We thought we should share with you why this is and what we’re doing to stop it happening again.
Tamebay’s traffic is normally pretty steady with a noticeable dip at weekends when naturally you, our readers, are off doing whatever you do when you’re not working. However three times in the last eight weeks we’ve seen abnormally high spikes in traffic, unsurprisingly on the dates eBay have had downtime issues. Each spike has been a magnitude larger than the previous with yesterdays being Tamebay’s busiest day ever.
On the first two occasions our server held up admirably, however yesterday was a record day by both visitors and page views (around 6 times the amount of traffic we’d normally expect on a typical day) with the peak hitting in the early afternoon. That’s when pages started to load slowly and around 3.20 for about 6 minutes Tamebay was offline.
Our tech guys have looked at the logs and told us that basically, due to the high volume of traffic this Sunday, the server simply ran out of memory, with the obvious solution to buy some more to increase capacity. This we will do.
The good news is that we now know what type of traffic loads our servers can take and how many people can concurrently use the site without noticeable issues. Adding additional memory should further increase the peak loads that the server can handle.

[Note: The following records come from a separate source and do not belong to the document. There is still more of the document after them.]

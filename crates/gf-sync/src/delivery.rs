//! Async step delivery driver
//!
//! Sits on top of the pure session state machine and an abstract transport.
//! Steps go out strictly in order; the driver awaits one acknowledgment per
//! step with a bounded timeout, feeds every outcome into the session, and
//! emits recovery data when the session desyncs. Transport sends are
//! retried with backoff; when the session aborts (recovery ceiling) the
//! authoritative result is still pushed so the player's outcome is never
//! lost.

use std::time::Duration;

use log::{info, warn};
use tokio::time::{Instant, sleep, timeout_at};

use gf_engine::cascade::{CascadeStep, SpinResult};

use crate::error::SyncError;
use crate::protocol::{GameMessage, now_ms};
use crate::session::{AckOutcome, SessionState, SyncSession};

/// Abstract bidirectional message channel to the renderer.
#[allow(async_fn_in_trait)]
pub trait StepTransport {
    async fn send(&mut self, msg: &GameMessage) -> Result<(), SyncError>;
    async fn recv(&mut self) -> Result<GameMessage, SyncError>;
}

/// Delivery tuning.
#[derive(Debug, Clone)]
pub struct DeliveryConfig {
    /// How long to wait for each step's acknowledgment
    pub ack_timeout: Duration,
    /// Transport send retries before giving up on the channel
    pub send_retries: u32,
    /// Base backoff between send retries
    pub retry_backoff: Duration,
}

impl Default for DeliveryConfig {
    fn default() -> Self {
        Self {
            ack_timeout: Duration::from_secs(5),
            send_retries: 3,
            retry_backoff: Duration::from_millis(200),
        }
    }
}

/// How a delivery run ended.
#[derive(Debug, Clone, PartialEq, Eq)]
pub enum DeliveryOutcome {
    /// Every step acknowledged; renderer is in sync
    Completed,
    /// Session aborted; the final result was pushed without step-by-step
    /// animation (trust-the-server-result mode)
    Downgraded { reason: String },
}

/// Drives one session over a transport.
pub struct SessionDriver<T: StepTransport> {
    transport: T,
    config: DeliveryConfig,
}

impl<T: StepTransport> SessionDriver<T> {
    pub fn new(transport: T, config: DeliveryConfig) -> Self {
        Self { transport, config }
    }

    pub fn into_transport(self) -> T {
        self.transport
    }

    /// Deliver a resolved spin step-by-step, then the terminal
    /// `spin_complete`. Transport-level failure is an error — the caller
    /// owns the synchronous full-result fallback for dead channels.
    pub async fn run(&mut self, spin: &SpinResult) -> Result<DeliveryOutcome, SyncError> {
        let mut session = SyncSession::open(spin);
        let start = session.start();
        self.send_with_retry(&start).await?;
        info!(
            "session {}: delivering {} steps for {}",
            session.id(),
            session.expected_steps(),
            spin.spin_id
        );

        let mut downgrade_reason = None;
        while session.state() == SessionState::Active {
            let step = &spin.steps[session.current_step() as usize];
            let msg = step_message(session.id(), step);
            self.send_with_retry(&msg).await?;

            if let Err(err) = self.await_ack(&mut session).await {
                match err {
                    SyncError::Desync { cause } => {
                        match session.begin_recovery(&cause) {
                            Ok(plan) => {
                                let payload = session.recovery_payload(&plan, spin);
                                let recovery = GameMessage::RecoveryData {
                                    session_id: session.id().to_string(),
                                    payload,
                                };
                                self.send_with_retry(&recovery).await?;
                                session.resume();
                            }
                            Err(SyncError::RecoveryExhausted { session_id }) => {
                                warn!("session {session_id}: downgrading to full-result mode");
                                downgrade_reason = Some("recovery ceiling exceeded".to_string());
                                break;
                            }
                            Err(other) => return Err(other),
                        }
                    }
                    other => return Err(other),
                }
            }
        }

        // The authoritative outcome always goes out, synchronized or not.
        let complete = GameMessage::SpinComplete {
            session_id: session.id().to_string(),
            final_grid: spin.final_grid.clone(),
            total_win: spin.total_win,
            total_multiplier: spin.total_multiplier,
            metadata: spin.metadata.clone(),
        };
        self.send_with_retry(&complete).await?;

        match downgrade_reason {
            None => Ok(DeliveryOutcome::Completed),
            Some(reason) => Ok(DeliveryOutcome::Downgraded { reason }),
        }
    }

    /// Wait for the current step's acknowledgment and apply it.
    ///
    /// One fixed deadline per step: unrelated inbound traffic is answered
    /// or ignored but never extends the acknowledgment window.
    async fn await_ack(&mut self, session: &mut SyncSession) -> Result<(), SyncError> {
        let deadline = Instant::now() + self.config.ack_timeout;
        loop {
            let received = match timeout_at(deadline, self.transport.recv()).await {
                Err(_elapsed) => return Err(session.report_timeout()),
                Ok(Err(transport_err)) => return Err(transport_err),
                Ok(Ok(msg)) => msg,
            };
            match received {
                GameMessage::StepAcknowledgment {
                    session_id,
                    step_index,
                    recomputed_hash,
                    ..
                } => {
                    return match session.handle_ack(&session_id, step_index, &recomputed_hash) {
                        Ok(AckOutcome::Progressed { .. }) | Ok(AckOutcome::Completed) => Ok(()),
                        Err(err) => Err(err),
                    };
                }
                GameMessage::DesyncDetected { cause, .. } => {
                    return Err(session.report_client_desync(cause));
                }
                GameMessage::SpinRequest { .. } => {
                    // Only one spin per player may be in flight; a request
                    // during delivery is rejected, never queued.
                    warn!(
                        "session {}: rejecting spin_request during delivery",
                        session.id()
                    );
                    self.transport
                        .send(&GameMessage::Error {
                            code: "spin_in_flight".to_string(),
                            message: "a spin is already being delivered".to_string(),
                        })
                        .await?;
                }
                other => {
                    // Not part of the ack protocol; the deadline keeps
                    // running.
                    warn!(
                        "session {}: ignoring unexpected {} message",
                        session.id(),
                        other.type_name()
                    );
                }
            }
        }
    }

    async fn send_with_retry(&mut self, msg: &GameMessage) -> Result<(), SyncError> {
        let mut attempt = 0u32;
        loop {
            match self.transport.send(msg).await {
                Ok(()) => return Ok(()),
                Err(err) if attempt < self.config.send_retries => {
                    attempt += 1;
                    warn!(
                        "send {} failed (attempt {attempt}/{}): {err}",
                        msg.type_name(),
                        self.config.send_retries
                    );
                    sleep(self.config.retry_backoff * attempt).await;
                }
                Err(err) => return Err(err),
            }
        }
    }
}

/// Wire message for one cascade step.
pub fn step_message(session_id: &str, step: &CascadeStep) -> GameMessage {
    GameMessage::CascadeStep {
        session_id: session_id.to_string(),
        step_index: step.step_index,
        grid_before: step.grid_before.clone(),
        grid_after: step.grid_after.clone(),
        clusters: step.clusters.clone(),
        step_win: step.step_win,
        validation_hash: step.validation_hash.clone(),
        timestamp: now_ms(),
    }
}
//! Wire protocol
//!
//! Logical message types exchanged with the renderer over a persistent
//! bidirectional channel. JSON with a `type` tag; field names are
//! snake_case to match the renderer's expectations. The transport itself
//! (WebSocket, or the synchronous request/response fallback) lives outside
//! this crate.

use chrono::Utc;
use serde::{Deserialize, Serialize};

use gf_engine::cascade::{FreeSpinsState, SpinMetadata};
use gf_engine::grid::{Cluster, Grid};

/// Current wall-clock time in epoch milliseconds.
pub fn now_ms() -> f64 {
    Utc::now().timestamp_millis() as f64
}

/// What the renderer reported when it raised a desync itself.
#[derive(Debug, Clone, Copy, PartialEq, Eq, Serialize, Deserialize)]
#[serde(rename_all = "snake_case")]
pub enum ClientReportKind {
    /// Renderer's recomputed state disagrees with the delivered hash
    StateMismatch,
    /// Renderer's clock has drifted from the server timeline
    TimingDrift,
    /// Renderer lost its grid state entirely (reload, crash recovery)
    StateLost,
}

/// Why a session desynced.
#[derive(Debug, Clone, Copy, PartialEq, Eq, Serialize, Deserialize)]
#[serde(tag = "kind", rename_all = "snake_case")]
pub enum DesyncCause {
    /// Acknowledgment hash differs from the authoritative step hash
    HashMismatch { step_index: u32 },
    /// No acknowledgment within the timeout
    AckTimeout { step_index: u32 },
    /// Acknowledgment for a step other than the one awaiting it
    OutOfOrderAck { expected: u32, received: u32 },
    /// Explicit desync report from the renderer
    ClientReport {
        step_index: u32,
        report: ClientReportKind,
    },
}

impl std::fmt::Display for DesyncCause {
    fn fmt(&self, f: &mut std::fmt::Formatter<'_>) -> std::fmt::Result {
        match self {
            DesyncCause::HashMismatch { step_index } => {
                write!(f, "hash mismatch at step {step_index}")
            }
            DesyncCause::AckTimeout { step_index } => {
                write!(f, "acknowledgment timeout at step {step_index}")
            }
            DesyncCause::OutOfOrderAck { expected, received } => {
                write!(f, "out-of-order ack (expected {expected}, got {received})")
            }
            DesyncCause::ClientReport { step_index, report } => {
                write!(f, "client report {report:?} at step {step_index}")
            }
        }
    }
}

/// Recovery strategy selected from a desync's cause.
#[derive(Debug, Clone, Copy, PartialEq, Eq, Serialize, Deserialize)]
#[serde(rename_all = "snake_case")]
pub enum RecoveryType {
    /// Push the authoritative grid state for the disputed step
    StateResync,
    /// Resend the step unchanged
    StepReplay,
    /// Resend the server/client time offset
    TimingAdjustment,
    /// Push the entire remaining step sequence and current feature state
    FullResync,
}

impl RecoveryType {
    /// Cause → strategy mapping.
    pub fn for_cause(cause: &DesyncCause) -> Self {
        match cause {
            DesyncCause::HashMismatch { .. } => RecoveryType::StateResync,
            DesyncCause::AckTimeout { .. } => RecoveryType::StepReplay,
            DesyncCause::OutOfOrderAck { .. } => RecoveryType::FullResync,
            DesyncCause::ClientReport { report, .. } => match report {
                ClientReportKind::StateMismatch => RecoveryType::StateResync,
                ClientReportKind::TimingDrift => RecoveryType::TimingAdjustment,
                ClientReportKind::StateLost => RecoveryType::FullResync,
            },
        }
    }
}

/// Typed recovery payloads, one per strategy.
#[derive(Debug, Clone, PartialEq, Serialize, Deserialize)]
#[serde(tag = "recovery_type", rename_all = "snake_case")]
pub enum RecoveryPayload {
    StateResync { step_index: u32, grid: Grid },
    StepReplay { step_index: u32 },
    TimingAdjustment { server_time: f64, offset_ms: f64 },
    FullResync {
        resume_step: u32,
        grid: Grid,
        feature: Option<FreeSpinsState>,
    },
}

/// All messages on the channel, both directions.
#[derive(Debug, Clone, PartialEq, Serialize, Deserialize)]
#[serde(tag = "type", rename_all = "snake_case")]
pub enum GameMessage {
    /// Client → server: start a spin
    SpinRequest {
        bet_amount: f64,
        quick_spin_mode: bool,
    },
    /// Server → client: session opened for a resolved spin
    SyncSessionStart {
        session_id: String,
        expected_steps: u32,
        server_start_time: f64,
    },
    /// Server → client: one cascade step with its validation hash
    CascadeStep {
        session_id: String,
        step_index: u32,
        grid_before: Grid,
        grid_after: Grid,
        clusters: Vec<Cluster>,
        step_win: f64,
        validation_hash: String,
        timestamp: f64,
    },
    /// Client → server: renderer confirms a step it re-validated
    StepAcknowledgment {
        session_id: String,
        step_index: u32,
        client_timestamp: f64,
        recomputed_hash: String,
    },
    /// Either direction: a desync was detected
    DesyncDetected {
        session_id: String,
        cause: DesyncCause,
    },
    /// Server → client: remediation for a desync
    RecoveryData {
        session_id: String,
        payload: RecoveryPayload,
    },
    /// Server → client: terminal message with the authoritative outcome
    SpinComplete {
        session_id: String,
        final_grid: Grid,
        total_win: f64,
        total_multiplier: u32,
        metadata: SpinMetadata,
    },
    /// Server → client: request rejected or failed
    Error { code: String, message: String },
}

impl GameMessage {
    /// Short name for logging.
    pub fn type_name(&self) -> &'static str {
        match self {
            GameMessage::SpinRequest { .. } => "spin_request",
            GameMessage::SyncSessionStart { .. } => "sync_session_start",
            GameMessage::CascadeStep { .. } => "cascade_step",
            GameMessage::StepAcknowledgment { .. } => "step_acknowledgment",
            GameMessage::DesyncDetected { .. } => "desync_detected",
            GameMessage::RecoveryData { .. } => "recovery_data",
            GameMessage::SpinComplete { .. } => "spin_complete",
            GameMessage::Error { .. } => "error",
        }
    }
}

#[cfg(test)]
mod tests {
    use super::*;

    #[test]
    fn test_message_wire_tag() {
        let msg = GameMessage::SpinRequest {
            bet_amount: 1.0,
            quick_spin_mode: false,
        };
        let json = serde_json::to_string(&msg).unwrap();
        assert!(json.contains("\"type\":\"spin_request\""));
        assert!(json.contains("\"bet_amount\":1.0"));

        let back: GameMessage = serde_json::from_str(&json).unwrap();
        assert_eq!(back, msg);
    }

    #[test]
    fn test_recovery_mapping_per_cause() {
        assert_eq!(
            RecoveryType::for_cause(&DesyncCause::HashMismatch { step_index: 2 }),
            RecoveryType::StateResync
        );
        assert_eq!(
            RecoveryType::for_cause(&DesyncCause::AckTimeout { step_index: 0 }),
            RecoveryType::StepReplay
        );
        assert_eq!(
            RecoveryType::for_cause(&DesyncCause::OutOfOrderAck {
                expected: 1,
                received: 3
            }),
            RecoveryType::FullResync
        );
        assert_eq!(
            RecoveryType::for_cause(&DesyncCause::ClientReport {
                step_index: 1,
                report: ClientReportKind::TimingDrift
            }),
            RecoveryType::TimingAdjustment
        );
    }

    #[test]
    fn test_recovery_type_wire_name() {
        let json = serde_json::to_string(&RecoveryType::StateResync).unwrap();
        assert_eq!(json, "\"state_resync\"");
    }

    #[test]
    fn test_ack_roundtrip() {
        let ack = GameMessage::StepAcknowledgment {
            session_id: "s-1".into(),
            step_index: 4,
            client_timestamp: 123.0,
            recomputed_hash: "abc".into(),
        };
        let json = serde_json::to_string(&ack).unwrap();
        let back: GameMessage = serde_json::from_str(&json).unwrap();
        assert_eq!(back, ack);
    }
}
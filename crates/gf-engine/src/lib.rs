//! GemFall Cluster Engine
//!
//! Authoritative simulation core for the GemFall cascading slot:
//! - Seeded/live random generation (`rng`)
//! - Symbol grid with cluster detection and gravity collapse (`grid`)
//! - Tiered cluster payouts with win capping (`paytable`)
//! - Full spin resolution — cascade loop, free spins, bonus multipliers (`cascade`)
//!
//! Everything in this crate is synchronous and deterministic: a spin is
//! resolved to completion before any step leaves the server, so replaying a
//! seed always reproduces the exact step sequence.

pub mod cascade;
pub mod config;
pub mod error;
pub mod grid;
pub mod paytable;
pub mod rng;
pub mod symbols;

pub use cascade::{CascadeEngine, CascadeStep, FreeSpinsState, SpinMetadata, SpinResult};
pub use config::{AccumulatorRule, BetLimits, GameConfig};
pub use error::EngineError;
pub use grid::{Cluster, Grid};
pub use paytable::PayTable;
pub use rng::SpinRng;
pub use symbols::{Symbol, SymbolKind};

Hopefully we won’t get anywhere near the server limits again in the near future, but rest assured we’ll be monitoring traffic each time there’s a major event and will be putting resources in place when needed.
11 Responses
Maybe you could pass the same advice to eBay. Seems the number of site techy issues they have has increased dramatically since they reduced the number of servers to save on energy bills last year.
This clearly shows everyone turns to good old Tamebay when there are issues with eBay. Why a giant such as eBay can’t have a separate service status site to inform it’s paying sellers and buyers what is going on is crazy.
Thank goodness for Tamebay!!
Isn’t it about time eBay also started hosting the localised sites, locally, rather than in Campbell, California, USA.
This would allow the local site to operate without the Transatlantic cable issues & if .com falls over the local sites are still online
I’m really pleased that we’ve shared this information: it’s an act of genuine radical transparency.
Have you considered using a CDN service (such as the free Cloudflare)? This would cache static content (such as images) reducing server load. I note that you are currently serving images from the main server it may be worth transferring them to a separate domain (eg img.tamebaynew.wpengine.com) which can be hosted separately.
I assume that you are using a WP caching plugin as most visitors will be reading rather than commenting.